Selama ini petani selalu menjadi yang paling sengsara. Sampai-sampai muncul anekdot bahwa para petani tak pernah menyarankan anakanaknya untuk menjadi petani juga. Anekdot miris, tapi itu menunjukkan bahwa pemerintah, sejak zaman Soeharto dulu, tak pernah menjadikan pertanian sebagai prioritas.
Banyak pengamat yang mengatakan bahwa para petani dimiskinkan supaya rakyat dan PNS yang penghasilannya pas-pasan masih kuat membeli beras. Yang selalu didengungkan adalah ketahanan pangan, bukan kedaulatan pangan.
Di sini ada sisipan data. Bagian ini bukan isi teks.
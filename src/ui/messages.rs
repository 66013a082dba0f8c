//! User-facing status lines. Diagnostics go through `log` instead.

use std::fmt;

/// ANSI colors
const RESET: &str = "\x1b[0m";
const BOLD: &str = "\x1b[1m";

const FG_BLUE: &str = "\x1b[34m";
const FG_GREEN: &str = "\x1b[32m";
const FG_YELLOW: &str = "\x1b[33m";
const FG_RED: &str = "\x1b[31m";
const FG_GREY: &str = "\x1b[90m";

/// Icons
const ICON_INFO: &str = "ℹ️";
const ICON_OK: &str = "✅";
const ICON_WARN: &str = "⚠️";
const ICON_ERR: &str = "❌";

pub fn info<T: fmt::Display>(msg: T) {
    println!("{}{}{} {}{}", FG_BLUE, BOLD, ICON_INFO, RESET, msg);
}

pub fn success<T: fmt::Display>(msg: T) {
    println!("{}{}{} {}{}", FG_GREEN, BOLD, ICON_OK, RESET, msg);
}

/// Warnings go to stderr so that they survive `> file` redirection.
pub fn warning<T: fmt::Display>(msg: T) {
    eprintln!("{}{}{} {}{}", FG_YELLOW, BOLD, ICON_WARN, RESET, msg);
}

pub fn error<T: fmt::Display>(msg: T) {
    eprintln!("{}{}{} {}{}", FG_RED, BOLD, ICON_ERR, RESET, msg);
}

/// Indented secondary line under a previous message.
pub fn detail<T: fmt::Display>(msg: T) {
    println!("   {}{}{}", FG_GREY, msg, RESET);
}

pub fn header<T: fmt::Display>(msg: T) {
    println!(
        "{}{}====================== {}\n{}",
        FG_BLUE, BOLD, msg, RESET
    );
}
//! Diagnostic logging setup. User-facing status lines go through
//! `ui::messages`; everything else goes through the `log` facade.

use env_logger::Env;

/// Map `-v` occurrences to a default filter; `RUST_LOG` still wins.
pub fn default_filter(verbosity: u8) -> &'static str {
    match verbosity {
        0 => "warn",
        1 => "info",
        _ => "debug",
    }
}

pub fn init(verbosity: u8) {
    let env = Env::default().default_filter_or(default_filter(verbosity));
    // A second init (e.g. from tests) is harmless.
    let _ = env_logger::Builder::from_env(env)
        .format_timestamp(None)
        .try_init();
}
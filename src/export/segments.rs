// src/export/segments.rs

use crate::errors::AppResult;
use crate::export::csv::write_segment;
use crate::export::fs_utils::move_or_copy;
use crate::export::model::SegmentIndexEntry;
use crate::models::PostSegment;
use crate::ui::messages::warning;
use std::fs;
use std::path::{Path, PathBuf};

/// What [`emit_segments`] put on disk.
#[derive(Debug, Default)]
pub struct EmitReport {
    pub gaze_files: Vec<PathBuf>,
    pub screenshots: Vec<PathBuf>,
    pub index: Option<PathBuf>,
}

/// Write one gaze file per segment into `out_dir`, rename each paired
/// screenshot inside `screenshots_dir` to its canonical name and write the
/// segment index.
///
/// A post that already has its canonical screenshot keeps it, so re-running
/// the match never replaces the earliest capture with a later one.
pub fn emit_segments(
    participant: &str,
    segments: &[PostSegment],
    out_dir: &Path,
    screenshots_dir: &Path,
) -> AppResult<EmitReport> {
    fs::create_dir_all(out_dir)?;
    let mut report = EmitReport::default();
    let mut index = Vec::with_capacity(segments.len());

    for segment in segments {
        let gaze_file = segment.gaze_file_name(participant);
        let gaze_path = out_dir.join(&gaze_file);
        write_segment(&gaze_path, &segment.points)?;
        report.gaze_files.push(gaze_path);

        let canonical = segment.screenshot_file_name(participant);
        let to = screenshots_dir.join(&canonical);
        let mut screenshot = None;
        if to.is_file() {
            // paired on an earlier run; later captures stay where they are
            log::debug!("keeping existing {}", to.display());
            report.screenshots.push(to);
            screenshot = Some(canonical);
        } else if let Some(original) = &segment.screenshot {
            let from = screenshots_dir.join(original);
            if move_or_copy(&from, &to)? {
                log::debug!("{} -> {}", from.display(), to.display());
                report.screenshots.push(to);
                screenshot = Some(canonical);
            } else {
                warning(format!(
                    "Screenshot {} vanished before it could be renamed",
                    from.display()
                ));
            }
        }

        index.push(SegmentIndexEntry {
            post_id: segment.post_id,
            gaze_file,
            sample_count: segment.points.len(),
            screenshot,
        });
    }

    let index_path = out_dir.join(format!("{participant}_posts_index.json"));
    fs::write(&index_path, serde_json::to_string_pretty(&index)?)?;
    report.index = Some(index_path);

    Ok(report)
}
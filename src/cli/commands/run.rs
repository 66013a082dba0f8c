use crate::cli::parser::{Commands, screen_size};
use crate::config::Config;
use crate::core::batch::BatchLogic;
use crate::errors::AppResult;
use crate::ui::messages::detail;
use crate::utils::path::ParticipantLayout;

pub fn handle(cmd: &Commands, cfg: &Config) -> AppResult<()> {
    if let Commands::Run {
        participant,
        width,
        height,
    } = cmd
    {
        let (w, h) = screen_size(*width, *height, cfg)?;
        let layout = ParticipantLayout::new(&cfg.data_path(), participant)?;
        let summary =
            BatchLogic::run_one(&layout, w, h).map_err(|e| e.for_participant(participant))?;
        detail(format!(
            "{} of {} post(s) matched, {} screenshot(s) paired",
            summary.segments, summary.posts, summary.screenshots
        ));
    }
    Ok(())
}
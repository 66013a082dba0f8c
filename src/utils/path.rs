//! Path utilities: expand ~ and resolve the per-participant directory layout.

use crate::errors::{AppError, AppResult};
use std::path::{Path, PathBuf};

pub fn expand_tilde(path: &str) -> PathBuf {
    if path.starts_with("~/")
        && let Some(home) = dirs::home_dir()
    {
        return home.join(path.trim_start_matches("~/"));
    }
    PathBuf::from(path)
}

/// Where every pipeline stage reads and writes for one participant:
///
/// ```text
/// <data_dir>/<name>/gaze.csv
/// <data_dir>/<name>/gaze_clean.csv
/// <data_dir>/<name>/times/<name>_posts_times.json
/// <data_dir>/<name>/screenshots/
/// <data_dir>/<name>/gaze_posts/
/// ```
#[derive(Debug, Clone, PartialEq, Eq)]
pub struct ParticipantLayout {
    pub name: String,
    pub root: PathBuf,
}

impl ParticipantLayout {
    pub fn new(data_dir: &Path, name: &str) -> AppResult<Self> {
        let name = name.trim();
        if name.is_empty() || name == "." || name == ".." || name.contains(['/', '\\']) {
            return Err(AppError::InvalidArgument(format!(
                "participant name '{name}' must be a plain directory name"
            )));
        }

        Ok(Self {
            name: name.to_string(),
            root: data_dir.join(name),
        })
    }

    pub fn raw_gaze(&self) -> PathBuf {
        self.root.join("gaze.csv")
    }

    pub fn clean_gaze(&self) -> PathBuf {
        self.root.join("gaze_clean.csv")
    }

    pub fn times_dir(&self) -> PathBuf {
        self.root.join("times")
    }

    pub fn posts_file(&self) -> PathBuf {
        self.times_dir().join(format!("{}_posts_times.json", self.name))
    }

    pub fn screenshots_dir(&self) -> PathBuf {
        self.root.join("screenshots")
    }

    pub fn gaze_posts_dir(&self) -> PathBuf {
        self.root.join("gaze_posts")
    }

    pub fn posts_index(&self) -> PathBuf {
        self.gaze_posts_dir().join(format!("{}_posts_index.json", self.name))
    }

    /// Fail with the missing path when an earlier stage has not produced `path`.
    pub fn require(path: &Path) -> AppResult<()> {
        if path.exists() {
            Ok(())
        } else {
            Err(AppError::MissingPrerequisite(path.to_path_buf()))
        }
    }
}
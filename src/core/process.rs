use crate::core::reconstruct::reconstruct;
use crate::errors::AppResult;
use crate::export::write_cleaned_samples;
use crate::import::read_raw_samples;
use crate::models::CleanedSample;
use crate::ui::messages::{info, warning};
use crate::utils::path::ParticipantLayout;

pub struct ProcessLogic;

impl ProcessLogic {
    /// Stage A: `gaze.csv` → `gaze_clean.csv`.
    ///
    /// Returns the cleaned trace so a caller can hand it straight to the
    /// matcher without re-reading the file.
    pub fn process(
        layout: &ParticipantLayout,
        width: u32,
        height: u32,
    ) -> AppResult<Vec<CleanedSample>> {
        let raw_path = layout.raw_gaze();
        ParticipantLayout::require(&raw_path)?;

        info(format!(
            "Reconstructing {} at {}x{}",
            raw_path.display(),
            width,
            height
        ));

        let raw = read_raw_samples(&raw_path)?;
        if raw.is_empty() {
            warning(format!("{} contains no samples", raw_path.display()));
        }

        let cleaned = reconstruct(&raw, width, height).map_err(|e| e.at_path(&raw_path))?;
        let trailing = cleaned.iter().rev().take_while(|s| s.is_missing()).count();
        log::info!(
            "{}: {} raw ({} binocular) → {} cleaned sample(s), {} trailing without gaze",
            layout.name,
            raw.len(),
            raw.iter().filter(|r| r.is_binocular()).count(),
            cleaned.len(),
            trailing
        );

        let out = layout.clean_gaze();
        write_cleaned_samples(&out, &cleaned)?;
        crate::export::notify_written("Cleaned gaze", &out);

        Ok(cleaned)
    }
}
// src/export/csv.rs

use crate::errors::AppResult;
use crate::export::model::{CleanedRecord, RawRecord};
use crate::models::{CleanedSample, RawSample, SegmentPoint};
use crate::utils::time::format_wall_clock;
use serde::Serialize;
use std::path::Path;

fn write_rows<T: Serialize>(path: &Path, rows: impl IntoIterator<Item = T>) -> AppResult<()> {
    let mut wtr = ::csv::Writer::from_path(path)?;
    for row in rows {
        wtr.serialize(row)?;
    }
    wtr.flush()?;
    Ok(())
}

/// Lost coordinates are written as `NaN`, the recorder's own marker.
pub fn write_raw_samples(path: &Path, samples: &[RawSample]) -> AppResult<()> {
    let missing = |v: Option<f64>| v.unwrap_or(f64::NAN);
    write_rows(
        path,
        samples.iter().map(|s| RawRecord {
            time_seconds: s.time_seconds,
            current_time: format_wall_clock(&s.wall_clock),
            left_x: missing(s.left_x),
            left_y: missing(s.left_y),
            right_x: missing(s.right_x),
            right_y: missing(s.right_y),
        }),
    )
}

pub fn write_cleaned_samples(path: &Path, samples: &[CleanedSample]) -> AppResult<()> {
    write_rows(
        path,
        samples.iter().map(|s| CleanedRecord {
            time_seconds: s.time_seconds,
            current_time: format_wall_clock(&s.wall_clock),
            x: s.x,
            y: s.y,
        }),
    )
}

/// Per-post file: `x,y,time_seconds`.
pub fn write_segment(path: &Path, points: &[SegmentPoint]) -> AppResult<()> {
    write_rows(path, points)
}
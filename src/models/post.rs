use crate::utils::time::offset_by_seconds;
use chrono::{DateTime, Utc};
use serde::{Deserialize, Serialize};

/// An interval of interest, as delivered by the experiment backend.
///
/// Start and end are seconds relative to `reference_wall_clock`
/// (`initialDate` in the metadata file).
#[derive(Debug, Clone, PartialEq, Serialize, Deserialize)]
pub struct Post {
    #[serde(rename = "postID")]
    pub post_id: i64,
    #[serde(rename = "PostStartTime")]
    pub start_time_seconds: f64,
    #[serde(rename = "PostEndTime")]
    pub end_time_seconds: f64,
    #[serde(rename = "initialDate")]
    pub reference_wall_clock: DateTime<Utc>,
    #[serde(rename = "userName", default, skip_serializing_if = "Option::is_none")]
    pub user_name: Option<String>,
}

impl Post {
    /// Inclusive check against a sample time already aligned to the reference clock.
    pub fn contains_offset(&self, time_seconds: f64) -> bool {
        time_seconds >= self.start_time_seconds && time_seconds <= self.end_time_seconds
    }

    /// The post window in absolute wall-clock time; `None` if either bound
    /// falls outside the representable calendar.
    pub fn wall_clock_window(&self) -> Option<(DateTime<Utc>, DateTime<Utc>)> {
        Some((
            offset_by_seconds(self.reference_wall_clock, self.start_time_seconds)?,
            offset_by_seconds(self.reference_wall_clock, self.end_time_seconds)?,
        ))
    }

    /// A window that cannot be placed on the calendar contains nothing.
    pub fn contains_instant(&self, instant: DateTime<Utc>) -> bool {
        self.wall_clock_window()
            .is_some_and(|(start, end)| start <= instant && instant <= end)
    }

    pub fn belongs_to(&self, participant: &str) -> bool {
        self.user_name
            .as_deref()
            .map(|u| u.eq_ignore_ascii_case(participant))
            .unwrap_or(true)
    }
}
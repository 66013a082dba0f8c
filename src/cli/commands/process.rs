use crate::cli::parser::{Commands, screen_size};
use crate::config::Config;
use crate::core::process::ProcessLogic;
use crate::errors::AppResult;
use crate::utils::path::ParticipantLayout;

pub fn handle(cmd: &Commands, cfg: &Config) -> AppResult<()> {
    if let Commands::Process {
        participant,
        width,
        height,
    } = cmd
    {
        let (w, h) = screen_size(*width, *height, cfg)?;
        let layout = ParticipantLayout::new(&cfg.data_path(), participant)?;
        ProcessLogic::process(&layout, w, h).map_err(|e| e.for_participant(participant))?;
    }
    Ok(())
}
use crate::errors::{AppError, AppResult};
use crate::utils::path::expand_tilde;
use serde::{Deserialize, Serialize};
use std::fs;
use std::io::Write;
use std::path::{Path, PathBuf};

#[derive(Debug, Clone, PartialEq, Serialize, Deserialize)]
pub struct Config {
    /// Root holding one directory per participant
    #[serde(default = "default_data_dir")]
    pub data_dir: String,
    #[serde(default = "default_screen_width")]
    pub screen_width: u32,
    #[serde(default = "default_screen_height")]
    pub screen_height: u32,
}

fn default_data_dir() -> String {
    "data".to_string()
}
fn default_screen_width() -> u32 {
    1920
}
fn default_screen_height() -> u32 {
    1080
}

impl Default for Config {
    fn default() -> Self {
        Self {
            data_dir: default_data_dir(),
            screen_width: default_screen_width(),
            screen_height: default_screen_height(),
        }
    }
}

impl Config {
    /// Return the standard configuration directory
    pub fn config_dir() -> PathBuf {
        dirs::home_dir()
            .unwrap_or_else(|| PathBuf::from("."))
            .join(".gazetrail")
    }

    /// Return the full path of the default config file
    pub fn config_file() -> PathBuf {
        Self::config_dir().join("gazetrail.conf")
    }

    /// The data directory with `~/` expanded.
    pub fn data_path(&self) -> PathBuf {
        expand_tilde(&self.data_dir)
    }

    /// Load configuration from `path`, or return defaults if not found
    pub fn load_from(path: &Path) -> AppResult<Self> {
        if !path.exists() {
            log::debug!("no config at {}, using defaults", path.display());
            return Ok(Self::default());
        }

        let content = fs::read_to_string(path)
            .map_err(|e| AppError::Config(format!("cannot read {}: {e}", path.display())))?;
        if content.trim().is_empty() {
            return Ok(Self::default());
        }
        serde_yaml::from_str(&content)
            .map_err(|e| AppError::Config(format!("cannot parse {}: {e}", path.display())))
    }

    pub fn save_to(&self, path: &Path) -> AppResult<()> {
        if let Some(parent) = path.parent() {
            fs::create_dir_all(parent)?;
        }
        let yaml = serde_yaml::to_string(self)?;
        let mut file = fs::File::create(path)?;
        file.write_all(yaml.as_bytes())?;
        Ok(())
    }

    /// Write the config file (unless one exists) and create the data directory.
    pub fn init_all(path: &Path, data_dir: Option<String>) -> AppResult<Self> {
        let mut config = Self::load_from(path)?;
        if let Some(dir) = data_dir {
            config.data_dir = dir;
        }

        if !path.exists() {
            config.save_to(path)?;
        }
        fs::create_dir_all(config.data_path())?;

        Ok(config)
    }
}
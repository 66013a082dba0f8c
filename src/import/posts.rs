// src/import/posts.rs

use crate::errors::{AppError, AppResult};
use crate::models::Post;
use crate::utils::path::ParticipantLayout;
use std::fs;
use std::path::Path;

/// Load post metadata, keeping the file's order.
///
/// When `participant` is given, records tagged with a different `userName`
/// (case-insensitive) are dropped; untagged records are kept. A kept post
/// whose window cannot be placed on the calendar is malformed input.
pub fn load_posts(path: &Path, participant: Option<&str>) -> AppResult<Vec<Post>> {
    ParticipantLayout::require(path)?;
    let content = fs::read_to_string(path)?;

    let posts: Vec<Post> = serde_json::from_str(&content)
        .map_err(|e| AppError::malformed(path, format!("invalid post metadata: {e}")))?;
    let total = posts.len();

    let posts: Vec<Post> = match participant {
        Some(name) => posts.into_iter().filter(|p| p.belongs_to(name)).collect(),
        None => posts,
    };

    if let Some(bad) = posts.iter().find(|p| p.wall_clock_window().is_none()) {
        return Err(AppError::malformed(
            path,
            format!(
                "post {}: window {}..{} s from {} is out of range",
                bad.post_id,
                bad.start_time_seconds,
                bad.end_time_seconds,
                bad.reference_wall_clock
            ),
        ));
    }

    if posts.len() != total {
        log::info!(
            "kept {} of {} post record(s) for this participant",
            posts.len(),
            total
        );
    }
    Ok(posts)
}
Perbedaannya cukup jelas. Ketahanan pangan hanya lebih menitikberatkan pada faktor kecukupan suplai makanan. Tak peduli dari mana saja hasilnya. Biasanya, dan ini selalu terjadi, ketika belum masuk masa panen, kebijakan impor hasil pertanian menjadi andalan.
Itulah yang kemudian menyengsarakan petani. Ketika suplai bahan pangan berkurang, seharusnya petani menikmati harga jual yang baik. Namun, itu tak pernah terjadi karena impor tersebut. Akibatnya, petani selalu ”dipaksa” menjual berasnya dengan harga sangat murah. Yang ketika terjadi serangan hama, tikus, puso, cuaca yang kurang bersahabat, petani pun kerap merugi ketika menjual hasil buminya. Sebagai catatan, kabarnya saat panen raya beras di seluruh Indonesia, surplus yang dihasilkan hanya 2 juta ton. Jumlah yang sangat minim.
Yang diuntungkan adalah petani asing dan rezim pemerintah, yang jika pangan tersedia murah dan cukup pasti menikmati kestabilan politik. Sementara para petani Indonesia? Tetap saja suram.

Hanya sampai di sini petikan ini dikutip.